*Exercise requirements*: Within the records below, find each line with the word "buffer" and copy it out.

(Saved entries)
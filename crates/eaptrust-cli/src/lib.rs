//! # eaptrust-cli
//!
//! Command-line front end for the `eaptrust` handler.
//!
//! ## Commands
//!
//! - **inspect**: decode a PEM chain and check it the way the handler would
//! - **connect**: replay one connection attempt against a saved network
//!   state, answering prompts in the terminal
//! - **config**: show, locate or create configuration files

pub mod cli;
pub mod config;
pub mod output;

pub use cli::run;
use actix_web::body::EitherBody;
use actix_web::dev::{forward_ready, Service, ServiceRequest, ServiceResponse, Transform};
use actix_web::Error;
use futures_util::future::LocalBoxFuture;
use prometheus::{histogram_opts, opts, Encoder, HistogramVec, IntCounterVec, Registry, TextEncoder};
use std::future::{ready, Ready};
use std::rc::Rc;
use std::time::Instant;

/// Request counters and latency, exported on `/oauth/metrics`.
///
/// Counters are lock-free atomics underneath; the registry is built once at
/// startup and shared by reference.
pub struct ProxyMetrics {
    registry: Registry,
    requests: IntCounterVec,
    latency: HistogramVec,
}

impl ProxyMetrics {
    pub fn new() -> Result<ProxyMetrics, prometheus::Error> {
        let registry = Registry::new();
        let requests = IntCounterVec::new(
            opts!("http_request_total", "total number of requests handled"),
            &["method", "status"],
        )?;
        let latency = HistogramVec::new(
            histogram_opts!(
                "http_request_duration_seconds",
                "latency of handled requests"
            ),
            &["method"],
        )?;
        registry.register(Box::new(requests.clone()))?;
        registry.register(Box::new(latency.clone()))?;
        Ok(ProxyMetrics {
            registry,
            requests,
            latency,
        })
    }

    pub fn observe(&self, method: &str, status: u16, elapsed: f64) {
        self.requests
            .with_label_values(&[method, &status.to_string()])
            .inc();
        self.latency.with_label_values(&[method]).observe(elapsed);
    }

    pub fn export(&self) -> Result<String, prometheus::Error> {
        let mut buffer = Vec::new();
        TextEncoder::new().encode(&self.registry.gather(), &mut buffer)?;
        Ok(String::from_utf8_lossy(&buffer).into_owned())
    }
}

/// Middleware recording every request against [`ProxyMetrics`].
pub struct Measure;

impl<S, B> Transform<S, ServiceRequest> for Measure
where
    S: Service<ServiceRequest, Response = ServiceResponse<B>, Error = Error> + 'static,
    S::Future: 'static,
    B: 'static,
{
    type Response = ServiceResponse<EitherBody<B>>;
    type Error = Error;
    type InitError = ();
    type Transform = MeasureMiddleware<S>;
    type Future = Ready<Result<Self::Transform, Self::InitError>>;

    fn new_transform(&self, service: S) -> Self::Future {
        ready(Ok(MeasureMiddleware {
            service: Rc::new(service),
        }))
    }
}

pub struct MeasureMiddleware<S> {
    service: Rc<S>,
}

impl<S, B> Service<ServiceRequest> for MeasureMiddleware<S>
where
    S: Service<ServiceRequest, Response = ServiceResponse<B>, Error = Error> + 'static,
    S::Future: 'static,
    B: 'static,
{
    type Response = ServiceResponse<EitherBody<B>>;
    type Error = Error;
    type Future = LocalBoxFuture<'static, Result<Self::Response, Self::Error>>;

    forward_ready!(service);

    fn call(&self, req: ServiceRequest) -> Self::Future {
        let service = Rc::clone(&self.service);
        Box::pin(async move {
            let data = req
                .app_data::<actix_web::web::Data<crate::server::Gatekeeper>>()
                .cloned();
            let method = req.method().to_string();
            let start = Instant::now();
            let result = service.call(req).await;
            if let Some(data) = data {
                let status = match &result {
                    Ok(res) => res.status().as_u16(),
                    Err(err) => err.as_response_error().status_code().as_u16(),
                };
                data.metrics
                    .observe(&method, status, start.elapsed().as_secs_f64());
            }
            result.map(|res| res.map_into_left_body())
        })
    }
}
---
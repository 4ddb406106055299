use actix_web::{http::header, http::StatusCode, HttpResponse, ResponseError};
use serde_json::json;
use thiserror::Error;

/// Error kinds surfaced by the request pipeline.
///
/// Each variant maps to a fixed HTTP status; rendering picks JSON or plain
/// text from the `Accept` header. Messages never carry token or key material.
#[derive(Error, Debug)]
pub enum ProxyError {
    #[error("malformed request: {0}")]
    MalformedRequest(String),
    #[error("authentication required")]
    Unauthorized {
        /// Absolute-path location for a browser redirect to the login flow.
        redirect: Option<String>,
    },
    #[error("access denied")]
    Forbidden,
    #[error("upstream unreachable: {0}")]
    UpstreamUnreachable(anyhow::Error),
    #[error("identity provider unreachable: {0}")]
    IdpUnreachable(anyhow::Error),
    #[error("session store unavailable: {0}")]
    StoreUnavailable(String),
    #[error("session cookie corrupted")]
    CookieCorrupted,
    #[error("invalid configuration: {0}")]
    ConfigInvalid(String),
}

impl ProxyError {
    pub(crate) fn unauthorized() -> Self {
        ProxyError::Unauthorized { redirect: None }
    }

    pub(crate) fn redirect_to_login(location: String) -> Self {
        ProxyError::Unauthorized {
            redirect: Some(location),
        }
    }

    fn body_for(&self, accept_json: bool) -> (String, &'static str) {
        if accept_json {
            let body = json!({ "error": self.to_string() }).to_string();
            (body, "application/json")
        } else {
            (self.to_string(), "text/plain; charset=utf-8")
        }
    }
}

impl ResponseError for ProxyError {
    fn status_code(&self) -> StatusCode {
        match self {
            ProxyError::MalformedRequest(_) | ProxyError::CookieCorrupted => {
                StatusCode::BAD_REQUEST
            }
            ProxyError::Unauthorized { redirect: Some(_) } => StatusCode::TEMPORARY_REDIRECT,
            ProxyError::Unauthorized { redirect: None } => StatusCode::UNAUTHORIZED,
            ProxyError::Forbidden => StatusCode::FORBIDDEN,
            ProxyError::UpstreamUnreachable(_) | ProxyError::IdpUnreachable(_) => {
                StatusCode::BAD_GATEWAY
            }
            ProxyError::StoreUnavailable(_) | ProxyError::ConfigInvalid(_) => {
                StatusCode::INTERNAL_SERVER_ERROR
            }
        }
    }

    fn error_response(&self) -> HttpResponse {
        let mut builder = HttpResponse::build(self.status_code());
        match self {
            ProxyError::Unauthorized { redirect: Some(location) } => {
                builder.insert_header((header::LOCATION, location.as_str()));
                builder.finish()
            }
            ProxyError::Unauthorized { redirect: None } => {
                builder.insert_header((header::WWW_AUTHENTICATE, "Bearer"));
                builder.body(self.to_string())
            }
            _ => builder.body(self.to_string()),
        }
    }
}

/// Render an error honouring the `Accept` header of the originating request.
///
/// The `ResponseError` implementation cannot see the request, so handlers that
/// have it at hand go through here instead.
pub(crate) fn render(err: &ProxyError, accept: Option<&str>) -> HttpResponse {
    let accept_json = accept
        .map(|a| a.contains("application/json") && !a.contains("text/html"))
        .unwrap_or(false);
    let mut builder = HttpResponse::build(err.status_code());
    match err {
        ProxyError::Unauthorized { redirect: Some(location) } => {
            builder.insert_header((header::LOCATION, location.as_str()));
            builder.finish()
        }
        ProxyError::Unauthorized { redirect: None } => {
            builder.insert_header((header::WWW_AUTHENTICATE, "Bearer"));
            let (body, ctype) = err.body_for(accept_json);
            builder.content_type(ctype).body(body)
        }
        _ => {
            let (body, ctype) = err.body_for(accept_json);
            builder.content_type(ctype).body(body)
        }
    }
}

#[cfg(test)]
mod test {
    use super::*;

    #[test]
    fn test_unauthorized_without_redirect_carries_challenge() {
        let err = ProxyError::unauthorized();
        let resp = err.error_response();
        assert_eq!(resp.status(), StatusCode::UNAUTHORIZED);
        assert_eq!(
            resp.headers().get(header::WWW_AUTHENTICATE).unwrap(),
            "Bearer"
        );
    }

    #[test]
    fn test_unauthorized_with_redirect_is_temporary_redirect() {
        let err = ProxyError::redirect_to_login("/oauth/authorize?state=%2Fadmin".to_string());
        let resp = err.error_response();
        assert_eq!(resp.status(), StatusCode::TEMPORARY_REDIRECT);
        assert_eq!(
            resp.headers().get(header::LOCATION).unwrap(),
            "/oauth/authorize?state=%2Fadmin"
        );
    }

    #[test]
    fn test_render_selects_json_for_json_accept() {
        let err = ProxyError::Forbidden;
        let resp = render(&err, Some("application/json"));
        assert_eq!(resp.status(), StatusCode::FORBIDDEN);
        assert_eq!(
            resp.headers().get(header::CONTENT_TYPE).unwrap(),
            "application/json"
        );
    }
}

*Answer box*:
        let mut buffer = Vec::new();
        TextEncoder::new().encode(&self.registry.gather(), &mut buffer)?;
        Ok(String::from_utf8_lossy(&buffer).into_owned())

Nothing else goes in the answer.